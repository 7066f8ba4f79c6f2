//! Shared test fixtures: package building and a range-capable responder

use std::path::{Path, PathBuf};

use wiremock::{Request, Respond, ResponseTemplate};

use kachina_builder::{
    HashTreeOptions, PackRequest, assemble_manifest, compute_deletes, diff_tree, hash_tree,
    hash_tree_only,
};
use kachina_format::HashAlgorithm;

/// Deterministic pseudo-random bytes for incompressible fixtures
pub fn lcg_bytes(seed: u64, len: usize) -> Vec<u8> {
    let mut state = seed.wrapping_mul(0x9E37_79B9_7F4A_7C15).max(1);
    let mut data = vec![0u8; len];
    for byte in &mut data {
        state = state
            .wrapping_mul(6364136223846793005)
            .wrapping_add(1442695040888963407);
        *byte = (state >> 56) as u8;
    }
    data
}

/// Write a file, creating parents
pub fn write(dir: &Path, rel: &str, data: &[u8]) {
    let path = dir.join(rel);
    std::fs::create_dir_all(path.parent().unwrap()).unwrap();
    std::fs::write(path, data).unwrap();
}

/// Build a package from a source tree, optionally diffed against a
/// previous tree. Returns the package path; staging stays inside `work`.
pub async fn build_package(
    tree: &Path,
    prev: Option<&Path>,
    tag: &str,
    work: &Path,
) -> PathBuf {
    let staging = work.join(format!("staging-{tag}"));
    std::fs::create_dir_all(&staging).unwrap();

    let options = HashTreeOptions {
        installer_name: Some("updater.exe".to_string()),
        ..Default::default()
    };
    let hashed = hash_tree(tree, &staging, &options).await.unwrap();

    let (patches, deletes) = match prev {
        Some(prev_dir) => {
            let patches = diff_tree(
                &[prev_dir],
                tree,
                &hashed,
                HashAlgorithm::Md5,
                &staging,
                2,
            )
            .await
            .unwrap();
            let prev_hashed = hash_tree_only(prev_dir, HashAlgorithm::Md5, 2).await.unwrap();
            (patches, compute_deletes(&prev_hashed, &hashed))
        }
        None => (Vec::new(), Vec::new()),
    };

    let manifest = assemble_manifest(tag, hashed, patches, deletes).unwrap();

    let stub_path = work.join(format!("stub-{tag}.exe"));
    let mut stub = b"MZ".to_vec();
    stub.extend_from_slice(&[0u8; 510]);
    std::fs::write(&stub_path, stub).unwrap();

    let out = work.join(format!("test-app-{tag}.exe"));
    kachina_builder::pack(&PackRequest {
        stub: &stub_path,
        config: br#"{"name":"test-app","reg_name":"TestApp","updater_name":"updater.exe"}"#,
        theme: None,
        metadata: Some(&manifest),
        hashed_dir: Some(&staging),
        out: &out,
    })
    .unwrap();
    out
}

/// Serves one fixture buffer with full `Range` header support
pub struct RangeFileResponder {
    body: Vec<u8>,
}

impl RangeFileResponder {
    pub fn new(body: Vec<u8>) -> Self {
        Self { body }
    }

    fn parse_spec(&self, spec: &str) -> Option<(u64, u64)> {
        let len = self.body.len() as u64;
        if let Some(suffix) = spec.strip_prefix('-') {
            let n: u64 = suffix.parse().ok()?;
            return Some((len.saturating_sub(n), len.saturating_sub(1)));
        }
        let (start, end) = spec.split_once('-')?;
        let start: u64 = start.parse().ok()?;
        let end: u64 = if end.is_empty() {
            len.saturating_sub(1)
        } else {
            end.parse().ok()?
        };
        (start < len).then_some((start, end.min(len.saturating_sub(1))))
    }
}

impl Respond for RangeFileResponder {
    fn respond(&self, request: &Request) -> ResponseTemplate {
        let total = self.body.len() as u64;
        let range_header = request
            .headers
            .get("range")
            .and_then(|v| v.to_str().ok())
            .and_then(|v| v.strip_prefix("bytes="));

        let Some(specs) = range_header else {
            return ResponseTemplate::new(200).set_body_bytes(self.body.clone());
        };
        let ranges: Option<Vec<(u64, u64)>> =
            specs.split(',').map(|s| self.parse_spec(s.trim())).collect();
        let Some(ranges) = ranges else {
            return ResponseTemplate::new(416);
        };

        if ranges.len() == 1 {
            let (start, end) = ranges[0];
            return ResponseTemplate::new(206)
                .insert_header(
                    "Content-Range",
                    format!("bytes {start}-{end}/{total}").as_str(),
                )
                .set_body_bytes(self.body[start as usize..=end as usize].to_vec());
        }

        let boundary = "KACHINA_TEST_BOUNDARY";
        let mut body = Vec::new();
        for (start, end) in ranges {
            body.extend_from_slice(format!("--{boundary}\r\n").as_bytes());
            body.extend_from_slice(
                format!("Content-Range: bytes {start}-{end}/{total}\r\n\r\n").as_bytes(),
            );
            body.extend_from_slice(&self.body[start as usize..=end as usize]);
            body.extend_from_slice(b"\r\n");
        }
        body.extend_from_slice(format!("--{boundary}--\r\n").as_bytes());
        ResponseTemplate::new(206)
            .insert_header(
                "Content-Type",
                format!("multipart/byteranges; boundary={boundary}").as_str(),
            )
            .set_body_bytes(body)
    }
}
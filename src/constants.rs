// Defaults, overridable from the environment (a `.env` file is loaded first in main).

use std::env;

lazy_static::lazy_static! {
    pub static ref GEMINI_MODEL: String = env::var("FITPLAN_MODEL").unwrap_or_else(|_| "gemini-2.5-flash-preview-05-20".to_string());
    pub static ref GEMINI_API_BASE: String = env::var("FITPLAN_API_BASE").unwrap_or_else(|_| "https://generativelanguage.googleapis.com".to_string());
    pub static ref TEMPLATES_DIR: String = env::var("FITPLAN_TEMPLATES_DIR").unwrap_or_else(|_| "templates".to_string());
    pub static ref STATIC_DIR: String = env::var("FITPLAN_STATIC_DIR").unwrap_or_else(|_| "static".to_string());
}

pub const DEFAULT_PORT: u16 = 8501;
pub const DEFAULT_REQUEST_TIMEOUT_SECS: u64 = 120;
pub const DEFAULT_SESSION_TTL_SECS: u64 = 3600;

pub const SESSION_COOKIE: &str = "fitplan_session";
pub const PAGE_TITLE: &str = "AI Health & Fitness Planner";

──────────

**Your instructions**
All of the material is to be duplicated exactly.

**Result of this task**
repository 7066f8ba4f79c6f2
//! Shared test fixtures: package building and a range-capable responder

use std::path::{Path, PathBuf};

use wiremock::{Request, Respond, ResponseTemplate};

use kachina_builder::{
    HashTreeOptions, PackRequest, assemble_manifest, compute_deletes, diff_tree, hash_tree,
    hash_tree_only,
};
use kachina_format::HashAlgorithm;

/// Deterministic pseudo-random bytes for incompressible fixtures
pub fn lcg_bytes(seed: u64, len: usize) -> Vec<u8> {
    let mut state = seed.wrapping_mul(0x9E37_79B9_7F4A_7C15).max(1);
    let mut data = vec![0u8; len];
    for byte in &mut data {
        state = state
            .wrapping_mul(6364136223846793005)
            .wrapping_add(1442695040888963407);
        *byte = (state >> 56) as u8;
    }
    data
}

/// Write a file, creating parents
pub fn write(dir: &Path, rel: &str, data: &[u8]) {
    let path = dir.join(rel);
    std::fs::create_dir_all(path.parent().unwrap()).unwrap();
    std::fs::write(path, data).unwrap();
}

/// Build a package from a source tree, optionally diffed against a
/// previous tree. Returns the package path; staging stays inside `work`.
pub async fn build_package(
    tree: &Path,
    prev: Option<&Path>,
    tag: &str,
    work: &Path,
) -> PathBuf {
    let staging = work.join(format!("staging-{tag}"));
    std::fs::create_dir_all(&staging).unwrap();

    let options = HashTreeOptions {
        installer_name: Some("updater.exe".to_string()),
        ..Default::default()
    };
    let hashed = hash_tree(tree, &staging, &options).await.unwrap();

    let (patches, deletes) = match prev {
        Some(prev_dir) => {
            let patches = diff_tree(
                &[prev_dir],
                tree,
                &hashed,
                HashAlgorithm::Md5,
                &staging,
                2,
            )
            .await
            .unwrap();
            let prev_hashed = hash_tree_only(prev_dir, HashAlgorithm::Md5, 2).await.unwrap();
            (patches, compute_deletes(&prev_hashed, &hashed))
        }
        None => (Vec::new(), Vec::new()),
    };

    let manifest = assemble_manifest(tag, hashed, patches, deletes).unwrap();

    let stub_path = work.join(format!("stub-{tag}.exe"));
    let mut stub = b"MZ".to_vec();
    stub.extend_from_slice(&[0u8; 510]);
    std::fs::write(&stub_path, stub).unwrap();

    let out = work.join(format!("test-app-{tag}.exe"));
    kachina_builder::pack(&PackRequest {
        stub: &stub_path,
        config: br#"{"name":"test-app","reg_name":"TestApp","updater_name":"updater.exe"}"#,
        theme: None,
        metadata: Some(&manifest),
        hashed_dir: Some(&staging),
        out: &out,
    })
    .unwrap();
    out
}

/// Serves one fixture buffer with full `Range` header support
pub struct RangeFileResponder {
    body: Vec<u8>,
}

impl RangeFileResponder {
    pub fn new(body: Vec<u8>) -> Self {
        Self { body }
    }

    fn parse_spec(&self, spec: &str) -> Option<(u64, u64)> {
        let len = self.body.len() as u64;
        if let Some(suffix) = spec.strip_prefix('-') {
            let n: u64 = suffix.parse().ok()?;
            return Some((len.saturating_sub(n), len.saturating_sub(1)));
        }
        let (start, end) = spec.split_once('-')?;
        let start: u64 = start.parse().ok()?;
        let end: u64 = if end.is_empty() {
            len.saturating_sub(1)
        } else {
            end.parse().ok()?
        };
        (start < len).then_some((start, end.min(len.saturating_sub(1))))
    }
}

impl Respond for RangeFileResponder {
    fn respond(&self, request: &Request) -> ResponseTemplate {
        let total = self.body.len() as u64;
        let range_header = request
            .headers
            .get("range")
            .and_then(|v| v.to_str().ok())
            .and_then(|v| v.strip_prefix("bytes="));

        let Some(specs) = range_header else {
            return ResponseTemplate::new(200).set_body_bytes(self.body.clone());
        };
        let ranges: Option<Vec<(u64, u64)>> =
            specs.split(',').map(|s| self.parse_spec(s.trim())).collect();
        let Some(ranges) = ranges else {
            return ResponseTemplate::new(416);
        };

        if ranges.len() == 1 {
            let (start, end) = ranges[0];
            return ResponseTemplate::new(206)
                .insert_header(
                    "Content-Range",
                    format!("bytes {start}-{end}/{total}").as_str(),
                )
                .set_body_bytes(self.body[start as usize..=end as usize].to_vec());
        }

        let boundary = "KACHINA_TEST_BOUNDARY";
        let mut body = Vec::new();
        for (start, end) in ranges {
            body.extend_from_slice(format!("--{boundary}\r\n").as_bytes());
            body.extend_from_slice(
                format!("Content-Range: bytes {start}-{end}/{total}\r\n\r\n").as_bytes(),
            );
            body.extend_from_slice(&self.body[start as usize..=end as usize]);
            body.extend_from_slice(b"\r\n");
        }
        body.extend_from_slice(format!("--{boundary}--\r\n").as_bytes());
        ResponseTemplate::new(206)
            .insert_header(
                "Content-Type",
                format!("multipart/byteranges; boundary={boundary}").as_str(),
            )
            .set_body_bytes(body)
    }
}
filename src/constants.rs
// Defaults, overridable from the environment (a `.env` file is loaded first in main).

use std::env;

lazy_static::lazy_static! {
    pub static ref GEMINI_MODEL: String = env::var("FITPLAN_MODEL").unwrap_or_else(|_| "gemini-2.5-flash-preview-05-20".to_string());
    pub static ref GEMINI_API_BASE: String = env::var("FITPLAN_API_BASE").unwrap_or_else(|_| "https://generativelanguage.googleapis.com".to_string());
    pub static ref TEMPLATES_DIR: String = env::var("FITPLAN_TEMPLATES_DIR").unwrap_or_else(|_| "templates".to_string());
    pub static ref STATIC_DIR: String = env::var("FITPLAN_STATIC_DIR").unwrap_or_else(|_| "static".to_string());
}

pub const DEFAULT_PORT: u16 = 8501;
pub const DEFAULT_REQUEST_TIMEOUT_SECS: u64 = 120;
pub const DEFAULT_SESSION_TTL_SECS: u64 = 3600;

pub const SESSION_COOKIE: &str = "fitplan_session";
pub const PAGE_TITLE: &str = "AI Health & Fitness Planner";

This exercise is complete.